Décidément, l'Orchestre philharmonique de Radio France est en grande forme ! Quinze jours après un mémorable concert d'ouverture de saison, la phalange s'est à nouveau illustrée dans une Sixième Symphonie de Chostakovitch survitaminée.

Bomsori Kim, Santtu-Matias Rouvali et l'Orchestre philharmonique de Radio France © Dimitri Scapolan
Bomsori Kim, Santtu-Matias Rouvali et l'Orchestre philharmonique de Radio France
© Dimitri Scapolan

Mais c'est d'abord la violoniste Bomsori Kim qui entre en scène pour le Concerto de Tchaïkovski. Le phrasé et les effets théâtraux sont très soignés et la soliste n'hésite pas à sortir de l'ordinaire : ainsi le premier thème du premier mouvement, attaqué dès le début sur la corde de ré (plutôt que sol), prend une coloration plus claire et directe que chaleureuse.

Le Concerto se déroule ainsi, sur cette tonalité électrisante et parfois déroutante mais qui ne manque pas de panache. Les moments les plus rythmiques (cadence et conclusion du premier mouvement, finale) sont d'ailleurs ceux qui emportent le plus l'adhésion. Dans la cadence, la gestion du temps est remarquable. La soliste décide de réduire les nombreux silences à peau de chagrin, bâtissant des monuments de tension à un rythme effréné avant de s'immobiliser dans le trille final, laissant s'épanouir la réexposition qui apparaît ainsi comme l'alanguissement tant attendu.
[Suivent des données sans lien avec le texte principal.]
use crate::error::{EtlError, Result};
use crate::extractor::RecordExtractor;
use crate::record::{Record, RecordSet};
use crate::scanner::SourceFormat;
use std::fs;
use std::io::{BufRead, BufReader};
use std::path::Path;
use tracing::debug;

/// Reads files holding one JSON object per line. Blank lines are skipped.
#[derive(Debug, Default)]
pub struct LineDelimitedExtractor;

impl LineDelimitedExtractor {
    pub fn new() -> Self {
        Self
    }
}

impl RecordExtractor for LineDelimitedExtractor {
    fn format(&self) -> SourceFormat {
        SourceFormat::LineDelimited
    }

    fn extract(&self, path: &Path) -> Result<RecordSet> {
        let file = fs::File::open(path).map_err(|e| EtlError::file_access(path, e))?;
        let reader = BufReader::new(file);

        let mut records = Vec::new();
        for (idx, line) in reader.lines().enumerate() {
            let line = line.map_err(|e| EtlError::file_access(path, e))?;
            if line.trim().is_empty() {
                continue;
            }

            let record: Record = serde_json::from_str(&line)
                .map_err(|e| EtlError::format(path, format!("line {}: {}", idx + 1, e)))?;
            records.push(record);
        }

        debug!("Read {} records from {}", records.len(), path.display());
        Ok(records)
    }
}

#[cfg(test)]
mod tests {
    use super::*;
    use tempfile::TempDir;

    #[test]
    fn test_reads_one_record_per_line() {
        let dir = TempDir::new().unwrap();
        let path = dir.path().join("source1.json");
        fs::write(
            &path,
            "{\"name\":\"jack\",\"height\":68.7,\"weight\":123.3}\n\
             {\"name\":\"tom\",\"height\":69,\"weight\":153}\n",
        )
        .unwrap();

        let records = LineDelimitedExtractor::new().extract(&path).unwrap();
        assert_eq!(
            records,
            vec![
                Record::new("jack", 68.7, 123.3),
                Record::new("tom", 69.0, 153.0),
            ]
        );
    }

    #[test]
    fn test_blank_lines_are_skipped() {
        let dir = TempDir::new().unwrap();
        let path = dir.path().join("gaps.json");
        fs::write(
            &path,
            "\n{\"name\":\"a\",\"height\":1,\"weight\":2}\n   \n{\"name\":\"b\",\"height\":3,\"weight\":4}\n\n",
        )
        .unwrap();

        let records = LineDelimitedExtractor::new().extract(&path).unwrap();
        assert_eq!(records.len(), 2);
        assert_eq!(records[1].name, "b");
    }

    #[test]
    fn test_bad_line_reports_line_number() {
        let dir = TempDir::new().unwrap();
        let path = dir.path().join("bad.json");
        fs::write(
            &path,
            "{\"name\":\"a\",\"height\":1,\"weight\":2}\n{\"name\":\"b\",\"height\":3}\n",
        )
        .unwrap();

        let err = LineDelimitedExtractor::new().extract(&path).unwrap_err();
        match err {
            EtlError::Format { message, .. } => assert!(message.starts_with("line 2:")),
            other => panic!("unexpected error: {other:?}"),
        }
    }

    #[test]
    fn test_missing_file_is_access_error() {
        let dir = TempDir::new().unwrap();
        let err = LineDelimitedExtractor::new()
            .extract(&dir.path().join("absent.json"))
            .unwrap_err();
        assert!(matches!(err, EtlError::FileAccess { .. }));
    }
}
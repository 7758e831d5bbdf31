use crate::error::{EtlError, Result};
use crate::extractor::{ExtractionProgress, SourceSummary};
use chrono::{DateTime, Utc};
use serde::Serialize;
use std::fs;
use std::path::{Path, PathBuf};
use std::time::Duration;

/// What a pipeline run did, for the console and the optional JSON report.
#[derive(Debug, Clone, Serialize)]
pub struct RunReport {
    pub started_at: DateTime<Utc>,
    pub duration: Duration,
    pub sources: Vec<SourceSummary>,
    pub records_extracted: usize,
    pub records_loaded: usize,
    pub skipped: Vec<String>,
    pub output_file: PathBuf,
    pub log_file: PathBuf,
}

impl RunReport {
    pub fn new(
        started_at: DateTime<Utc>,
        duration: Duration,
        extraction: &ExtractionProgress,
        records_loaded: usize,
        output_file: &Path,
        log_file: &Path,
    ) -> Self {
        Self {
            started_at,
            duration,
            sources: extraction.sources.clone(),
            records_extracted: extraction.records_extracted,
            records_loaded,
            skipped: extraction.errors.clone(),
            output_file: output_file.to_path_buf(),
            log_file: log_file.to_path_buf(),
        }
    }

    pub fn is_clean(&self) -> bool {
        self.skipped.is_empty()
    }

    pub fn save_json<P: AsRef<Path>>(&self, path: P) -> Result<()> {
        let path = path.as_ref();
        let json_content = serde_json::to_string_pretty(self).map_err(|e| EtlError::Config {
            message: format!("Failed to serialize report to JSON: {}", e),
        })?;

        fs::write(path, json_content).map_err(|e| EtlError::file_access(path, e))?;
        Ok(())
    }
}

#[cfg(test)]
mod tests {
    use super::*;
    use crate::scanner::SourceFormat;
    use tempfile::TempDir;

    fn sample_progress() -> ExtractionProgress {
        let mut progress = ExtractionProgress::new(2);
        progress.records_extracted = 3;
        progress.sources.push(SourceSummary {
            path: "source1.csv".to_string(),
            format: SourceFormat::Tabular,
            records: 3,
        });
        progress.add_error("Skipped bad.xml: missing height");
        progress
    }

    #[test]
    fn test_report_from_progress() {
        let report = RunReport::new(
            Utc::now(),
            Duration::from_millis(12),
            &sample_progress(),
            3,
            Path::new("transformed_data.csv"),
            Path::new("log_file.txt"),
        );

        assert_eq!(report.records_extracted, 3);
        assert_eq!(report.records_loaded, 3);
        assert_eq!(report.sources.len(), 1);
        assert!(!report.is_clean());
    }

    #[test]
    fn test_save_json() {
        let dir = TempDir::new().unwrap();
        let path = dir.path().join("report.json");
        let report = RunReport::new(
            Utc::now(),
            Duration::from_secs(1),
            &sample_progress(),
            3,
            Path::new("transformed_data.csv"),
            Path::new("log_file.txt"),
        );

        report.save_json(&path).unwrap();

        let value: serde_json::Value =
            serde_json::from_str(&fs::read_to_string(&path).unwrap()).unwrap();
        assert_eq!(value["records_loaded"], 3);
        assert_eq!(value["sources"][0]["format"], "tabular");
        assert_eq!(value["skipped"].as_array().unwrap().len(), 1);
    }
}
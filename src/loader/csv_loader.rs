use crate::error::{EtlError, Result};
use crate::record::Record;
use std::fs;
use std::path::Path;
use tracing::debug;

/// Writes records to a CSV file, replacing whatever was there.
pub struct CsvLoader {
    include_index: bool,
}

impl CsvLoader {
    pub fn new() -> Self {
        Self {
            include_index: true,
        }
    }

    /// Prefix every row with its 0-based position under an unnamed header
    /// column, the layout `,name,height,weight` consumers already expect.
    pub fn with_index(mut self, include_index: bool) -> Self {
        self.include_index = include_index;
        self
    }

    /// Write `records` to `target`. Returns the number of data rows written.
    pub fn load(&self, records: &[Record], target: &Path) -> Result<usize> {
        if let Some(parent) = target.parent() {
            if !parent.as_os_str().is_empty() && !parent.exists() {
                fs::create_dir_all(parent).map_err(|e| EtlError::file_access(parent, e))?;
            }
        }

        let mut writer = csv::WriterBuilder::new()
            .has_headers(false)
            .from_path(target)
            .map_err(|e| csv_error(target, e))?;

        let header = if self.include_index {
            writer.write_record(["", "name", "height", "weight"])
        } else {
            writer.write_record(["name", "height", "weight"])
        };
        header.map_err(|e| csv_error(target, e))?;

        for (index, record) in records.iter().enumerate() {
            let row = if self.include_index {
                writer.serialize((index, &record.name, record.height, record.weight))
            } else {
                writer.serialize((&record.name, record.height, record.weight))
            };
            row.map_err(|e| csv_error(target, e))?;
        }

        writer
            .flush()
            .map_err(|e| EtlError::file_access(target, e))?;

        debug!("Wrote {} rows to {}", records.len(), target.display());
        Ok(records.len())
    }
}

impl Default for CsvLoader {
    fn default() -> Self {
        Self::new()
    }
}

fn csv_error(path: &Path, error: csv::Error) -> EtlError {
    let message = error.to_string();
    match error.into_kind() {
        csv::ErrorKind::Io(source) => EtlError::file_access(path, source),
        _ => EtlError::format(path, message),
    }
}

#[cfg(test)]
mod tests {
    use super::*;
    use tempfile::TempDir;

    #[test]
    fn test_writes_index_column_by_default() {
        let dir = TempDir::new().unwrap();
        let target = dir.path().join("transformed_data.csv");
        let records = vec![Record::new("A", 1.78, 68.04), Record::new("B", 1.5, 70.0)];

        let written = CsvLoader::new().load(&records, &target).unwrap();

        assert_eq!(written, 2);
        assert_eq!(
            fs::read_to_string(&target).unwrap(),
            ",name,height,weight\n0,A,1.78,68.04\n1,B,1.5,70.0\n"
        );
    }

    #[test]
    fn test_without_index_column() {
        let dir = TempDir::new().unwrap();
        let target = dir.path().join("out.csv");

        CsvLoader::new()
            .with_index(false)
            .load(&[Record::new("Tom, Jr.", 1.8, 80.5)], &target)
            .unwrap();

        assert_eq!(
            fs::read_to_string(&target).unwrap(),
            "name,height,weight\n\"Tom, Jr.\",1.8,80.5\n"
        );
    }

    #[test]
    fn test_empty_set_writes_header_only() {
        let dir = TempDir::new().unwrap();
        let target = dir.path().join("out.csv");

        CsvLoader::new().load(&[], &target).unwrap();
        assert_eq!(fs::read_to_string(&target).unwrap(), ",name,height,weight\n");
    }

    #[test]
    fn test_overwrites_existing_file() {
        let dir = TempDir::new().unwrap();
        let target = dir.path().join("out.csv");
        fs::write(&target, "stale content that is much longer than the new file\n").unwrap();

        CsvLoader::new()
            .load(&[Record::new("A", 1.0, 2.0)], &target)
            .unwrap();
        assert_eq!(
            fs::read_to_string(&target).unwrap(),
            ",name,height,weight\n0,A,1.0,2.0\n"
        );
    }

    #[test]
    fn test_creates_parent_directories() {
        let dir = TempDir::new().unwrap();
        let target = dir.path().join("nested").join("out.csv");

        CsvLoader::new().load(&[], &target).unwrap();
        assert!(target.exists());
    }

    #[test]
    fn test_unwritable_target_is_access_error() {
        let dir = TempDir::new().unwrap();
        // A directory cannot be opened as a file
        let err = CsvLoader::new().load(&[], dir.path()).unwrap_err();
        assert!(matches!(err, EtlError::FileAccess { .. }));
    }
}
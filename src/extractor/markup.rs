use crate::error::{EtlError, Result};
use crate::extractor::RecordExtractor;
use crate::record::{Record, RecordSet};
use crate::scanner::SourceFormat;
use quick_xml::events::Event;
use quick_xml::Reader;
use std::fs;
use std::path::Path;
use tracing::debug;

// Root element is depth 1, one record per child of the root, one field per grandchild.
const RECORD_DEPTH: usize = 2;
const FIELD_DEPTH: usize = 3;

/// Reads XML documents shaped like
///
/// ```xml
/// <data>
///     <person>
///         <name>jack</name>
///         <height>68.7</height>
///         <weight>123.3</weight>
///     </person>
/// </data>
/// ```
///
/// The element names of the root and of each record do not matter. Only the
/// first `name`, `height` and `weight` child of a record is used. Names are
/// kept exactly as written, surrounding whitespace included.
#[derive(Debug, Default)]
pub struct MarkupExtractor;

impl MarkupExtractor {
    pub fn new() -> Self {
        Self
    }

    pub fn parse_str(&self, path: &Path, content: &str) -> Result<RecordSet> {
        let mut reader = Reader::from_str(content);

        let mut records = Vec::new();
        let mut depth = 0usize;
        let mut element = 0usize;
        let mut seen_root = false;
        let mut root_closed = false;
        let mut pending: Option<PendingRecord> = None;
        let mut field: Option<Field> = None;
        let mut text = String::new();

        loop {
            let event = match reader.read_event() {
                Ok(event) => event,
                Err(e) => {
                    return Err(EtlError::format(
                        path,
                        format!("invalid XML near byte {}: {}", reader.buffer_position(), e),
                    ))
                }
            };

            match event {
                Event::Start(_) | Event::Empty(_) if root_closed => {
                    return Err(EtlError::format(path, "content after the root element"));
                }
                Event::Text(value) if depth == 0 => {
                    if !value.iter().all(u8::is_ascii_whitespace) {
                        return Err(EtlError::format(path, "text outside the root element"));
                    }
                }
                Event::Start(start) => {
                    seen_root = true;
                    depth += 1;
                    match depth {
                        RECORD_DEPTH => {
                            element += 1;
                            pending = Some(PendingRecord::default());
                        }
                        FIELD_DEPTH => {
                            field = Field::from_tag(start.local_name().as_ref());
                            text.clear();
                        }
                        _ => {}
                    }
                }
                Event::Empty(empty) => {
                    seen_root = true;
                    match depth + 1 {
                        1 => root_closed = true,
                        RECORD_DEPTH => {
                            element += 1;
                            records.push(PendingRecord::default().finish(path, element)?);
                        }
                        FIELD_DEPTH => {
                            if let (Some(f), Some(p)) =
                                (Field::from_tag(empty.local_name().as_ref()), pending.as_mut())
                            {
                                p.fill(f, String::new());
                            }
                        }
                        _ => {}
                    }
                }
                Event::Text(value) if depth == FIELD_DEPTH && field.is_some() => {
                    let value = value
                        .unescape()
                        .map_err(|e| EtlError::format(path, e.to_string()))?;
                    text.push_str(&value);
                }
                Event::CData(value) if depth == FIELD_DEPTH && field.is_some() => {
                    text.push_str(&String::from_utf8_lossy(&value.into_inner()));
                }
                Event::End(_) => {
                    match depth {
                        FIELD_DEPTH => {
                            if let (Some(f), Some(p)) = (field.take(), pending.as_mut()) {
                                p.fill(f, std::mem::take(&mut text));
                            }
                        }
                        RECORD_DEPTH => {
                            if let Some(p) = pending.take() {
                                records.push(p.finish(path, element)?);
                            }
                        }
                        _ => {}
                    }
                    depth = depth.saturating_sub(1);
                    if depth == 0 {
                        root_closed = true;
                    }
                }
                Event::Eof => break,
                _ => {}
            }
        }

        if !seen_root {
            return Err(EtlError::format(path, "document has no root element"));
        }

        if depth != 0 {
            return Err(EtlError::format(path, "document ended inside an open element"));
        }

        Ok(records)
    }
}

impl RecordExtractor for MarkupExtractor {
    fn format(&self) -> SourceFormat {
        SourceFormat::Markup
    }

    fn extract(&self, path: &Path) -> Result<RecordSet> {
        let content = fs::read_to_string(path).map_err(|e| {
            if e.kind() == std::io::ErrorKind::InvalidData {
                EtlError::format(path, "file is not valid UTF-8")
            } else {
                EtlError::file_access(path, e)
            }
        })?;

        let records = self.parse_str(path, &content)?;
        debug!("Read {} records from {}", records.len(), path.display());
        Ok(records)
    }
}

#[derive(Debug, Clone, Copy, PartialEq, Eq)]
enum Field {
    Name,
    Height,
    Weight,
}

impl Field {
    fn from_tag(tag: &[u8]) -> Option<Self> {
        match tag {
            b"name" => Some(Field::Name),
            b"height" => Some(Field::Height),
            b"weight" => Some(Field::Weight),
            _ => None,
        }
    }

    fn as_str(&self) -> &'static str {
        match self {
            Field::Name => "name",
            Field::Height => "height",
            Field::Weight => "weight",
        }
    }
}

#[derive(Debug, Default)]
struct PendingRecord {
    name: Option<String>,
    height: Option<String>,
    weight: Option<String>,
}

impl PendingRecord {
    fn fill(&mut self, field: Field, value: String) {
        let slot = match field {
            Field::Name => &mut self.name,
            Field::Height => &mut self.height,
            Field::Weight => &mut self.weight,
        };

        if slot.is_none() {
            *slot = Some(value);
        }
    }

    fn finish(self, path: &Path, element: usize) -> Result<Record> {
        let name = self
            .name
            .ok_or_else(|| missing_field(path, element, Field::Name))?;
        let height = parse_number(path, element, Field::Height, self.height)?;
        let weight = parse_number(path, element, Field::Weight, self.weight)?;

        Ok(Record {
            name,
            height,
            weight,
        })
    }
}

fn parse_number(path: &Path, element: usize, field: Field, raw: Option<String>) -> Result<f64> {
    let raw = raw.ok_or_else(|| missing_field(path, element, field))?;

    raw.trim().parse::<f64>().map_err(|_| {
        EtlError::format(
            path,
            format!(
                "element {}: <{}> value '{}' is not a number",
                element,
                field.as_str(),
                raw
            ),
        )
    })
}

fn missing_field(path: &Path, element: usize, field: Field) -> EtlError {
    EtlError::MissingField {
        path: path.display().to_string(),
        element,
        field: field.as_str().to_string(),
    }
}

#[cfg(test)]
mod tests {
    use super::*;
    use tempfile::TempDir;

    fn parse(content: &str) -> Result<RecordSet> {
        MarkupExtractor::new().parse_str(Path::new("test.xml"), content)
    }

    #[test]
    fn test_reads_children_in_document_order() {
        let records = parse(
            r#"<?xml version="1.0"?>
            <data>
                <person>
                    <name>simon</name>
                    <height>67.90</height>
                    <weight>112.37</weight>
                </person>
                <person>
                    <weight>142.99</weight>
                    <name>jacob</name>
                    <height>66.78</height>
                </person>
            </data>"#,
        )
        .unwrap();

        assert_eq!(
            records,
            vec![
                Record::new("simon", 67.90, 112.37),
                Record::new("jacob", 66.78, 142.99),
            ]
        );
    }

    #[test]
    fn test_empty_root_yields_no_records() {
        assert!(parse("<data></data>").unwrap().is_empty());
        assert!(parse("<data/>").unwrap().is_empty());
    }

    #[test]
    fn test_missing_height_is_missing_field() {
        let err = parse(
            "<data><person><name>a</name><height>1</height><weight>2</weight></person>\
             <person><name>b</name><weight>3</weight></person></data>",
        )
        .unwrap_err();

        match err {
            EtlError::MissingField { element, field, .. } => {
                assert_eq!(element, 2);
                assert_eq!(field, "height");
            }
            other => panic!("unexpected error: {other:?}"),
        }
    }

    #[test]
    fn test_non_numeric_weight_is_format_error() {
        let err = parse(
            "<data><person><name>a</name><height>1</height><weight>heavy</weight></person></data>",
        )
        .unwrap_err();
        assert!(matches!(err, EtlError::Format { .. }));

        let err = parse("<data><person><name>a</name><height/><weight>2</weight></person></data>")
            .unwrap_err();
        assert!(matches!(err, EtlError::Format { .. }));
    }

    #[test]
    fn test_empty_record_element() {
        let err = parse("<data><person/></data>").unwrap_err();
        assert!(matches!(err, EtlError::MissingField { element: 1, .. }));
    }

    #[test]
    fn test_first_field_wins_and_entities_are_decoded() {
        let records = parse(
            "<data><person><name>Tom &amp; Jerry</name><name>ignored</name>\
             <height>1</height><weight><![CDATA[2.5]]></weight></person></data>",
        )
        .unwrap();

        assert_eq!(records, vec![Record::new("Tom & Jerry", 1.0, 2.5)]);
    }

    #[test]
    fn test_malformed_document_is_format_error() {
        assert!(matches!(
            parse("<data><person></data>"),
            Err(EtlError::Format { .. })
        ));
        assert!(matches!(parse(""), Err(EtlError::Format { .. })));
    }

    #[test]
    fn test_second_top_level_element_is_format_error() {
        let err = parse(
            "<data><p><name>jack</name><height>1</height><weight>2</weight></p></data>\
             <extra><p><name>Q</name><height>3</height><weight>4</weight></p></extra>",
        )
        .unwrap_err();
        assert!(matches!(err, EtlError::Format { .. }));

        assert!(matches!(
            parse("<data/><data/>"),
            Err(EtlError::Format { .. })
        ));
        assert!(matches!(
            parse("<data></data> trailing"),
            Err(EtlError::Format { .. })
        ));
        assert!(parse("<?xml version=\"1.0\"?>\n<data></data>\n").is_ok());
    }

    #[test]
    fn test_name_whitespace_is_kept() {
        let records = parse(
            "<data>\n  <p>\n    <name>  jack  smith </name>\n    <height> 68.7 </height>\n    \
             <weight>\n123.3\n</weight>\n  </p>\n</data>",
        )
        .unwrap();

        assert_eq!(records, vec![Record::new("  jack  smith ", 68.7, 123.3)]);
    }

    #[test]
    fn test_extract_from_file() {
        let dir = TempDir::new().unwrap();
        let path = dir.path().join("source1.xml");
        fs::write(
            &path,
            "<data><person><name>jack</name><height>68.7</height><weight>123.3</weight></person></data>",
        )
        .unwrap();

        let records = MarkupExtractor::new().extract(&path).unwrap();
        assert_eq!(records, vec![Record::new("jack", 68.7, 123.3)]);
    }
}
use crate::record::{Record, RecordSet};

pub const METERS_PER_INCH: f64 = 0.0254;
pub const KILOGRAMS_PER_POUND: f64 = 0.45359237;

/// Convert heights from inches to meters and weights from pounds to kilograms.
///
/// Both values are rounded to two decimals. Names pass through untouched and
/// no range checks are made, so zero and negative values go through the same
/// arithmetic.
pub fn transform(records: RecordSet) -> RecordSet {
    records.into_iter().map(convert_units).collect()
}

pub fn convert_units(record: Record) -> Record {
    Record {
        name: record.name,
        height: round_to_cents(record.height * METERS_PER_INCH),
        weight: round_to_cents(record.weight * KILOGRAMS_PER_POUND),
    }
}

/// Half-to-even on the scaled value, the same rule numpy's `around` applies.
fn round_to_cents(value: f64) -> f64 {
    (value * 100.0).round_ties_even() / 100.0
}
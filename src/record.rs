use serde::{Deserialize, Serialize};

/// One person as it travels through the pipeline.
///
/// Height and weight are in inches and pounds until the transform step,
/// and in meters and kilograms afterwards.
#[derive(Debug, Clone, PartialEq, Serialize, Deserialize)]
pub struct Record {
    pub name: String,
    pub height: f64,
    pub weight: f64,
}

impl Record {
    pub fn new<S: Into<String>>(name: S, height: f64, weight: f64) -> Self {
        Self {
            name: name.into(),
            height,
            weight,
        }
    }
}

/// Records in discovery order: format group, then file, then position in file.
pub type RecordSet = Vec<Record>;

#[cfg(test)]
mod tests {
    use super::*;

    #[test]
    fn test_record_from_json_ignores_extra_keys() {
        let record: Record =
            serde_json::from_str(r#"{"name":"jack","height":68.7,"weight":144,"id":9}"#).unwrap();
        assert_eq!(record, Record::new("jack", 68.7, 144.0));
    }

    #[test]
    fn test_record_requires_all_fields() {
        let result = serde_json::from_str::<Record>(r#"{"name":"jack","height":68.7}"#);
        assert!(result.is_err());
    }
}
C'est par ce minutieux travail de l'architecture que la soliste parvient à tirer son épingle du jeu dans ce Concerto. Car disons-le franchement : Bomsori Kim n'est pas vraiment une violoniste lyrique. Le vibrato se charge toujours de la même coloration survoltée et, surtout, le son ne parvient pas à emporter les oreilles de l'auditeur malgré l'acoustique chaleureuse de l'Auditorium de la Maison de la radio. Cette première parisienne reste cependant un joli succès pour la violoniste sud-coréenne, acclamée par la public. Belle revanche pour celle qui, auréolée d'une dizaine de prix internationaux, s'était fait voler la vedette au Concours Long-Thibaud 2014 !

À programme court (soixante-six minutes sans entracte), symphonie express. Ce sera la Sixième de Chostakovitch qui, en plus d'offrir une parenté bienvenue avec le Concerto de Tchaïkovski, propose à l'auditeur tout un monde bigarré, de l'immensité glacée de ses adagios à la musique de fanfare typique du compositeur, en passant par un scherzo qui sonne comme une danse maléfique et goguenarde.

Trente-cinq minutes : c'est le temps qu'il faudra à Santtu-Matias Rouvali pour exposer l'étendue de son talent. On est très surpris, dès le premier mouvement, par son dynamisme et sa battue, toujours légère et enthousiaste. Le résultat est d'autant plus étonnant dans cet Adagio initial habituellement étouffant, aride, dénué de tout effet de libération de la masse sonore. D'où cet extraordinaire passage où les cordes se passent un motif entièrement en trilles, coulant comme les veines souterraines de l'écosystème symphonique. Rouvali prend la parole de Chostakovitch au mot, lui qui décrivait sa symphonie comme reflétant « les sentiments du printemps, de la joie et de la jeunesse ». On est bien loin du pesante que l'on peut ressentir dans la plupart des enregistrements de l'ouvrage.

Rien de semblable dans les deux mouvements suivants. Si Rouvali y fait toujours preuve d'un formidable sens de la conduite, on y admire plus la cohésion d'un Orchestre philharmonique de Radio France très en forme. Les interventions des différents solistes de la petite harmonie (notamment cor anglais et flûte solo) emportent l'adhésion franche du public. Les cordes ne sont pas en reste, avec une intervention survoltée de la violon solo Hélène Collerette, surprenante de tenue et de rigueur rythmique. L'orchestre frappe par l'homogénéité des timbres dans ses pupitres de cordes, et si l'enveloppe sonore manque un peu d'intensité en comparaison des traditions orchestrales russes et allemandes, le panache de la section des cuivres achève d'emporter l'auditeur.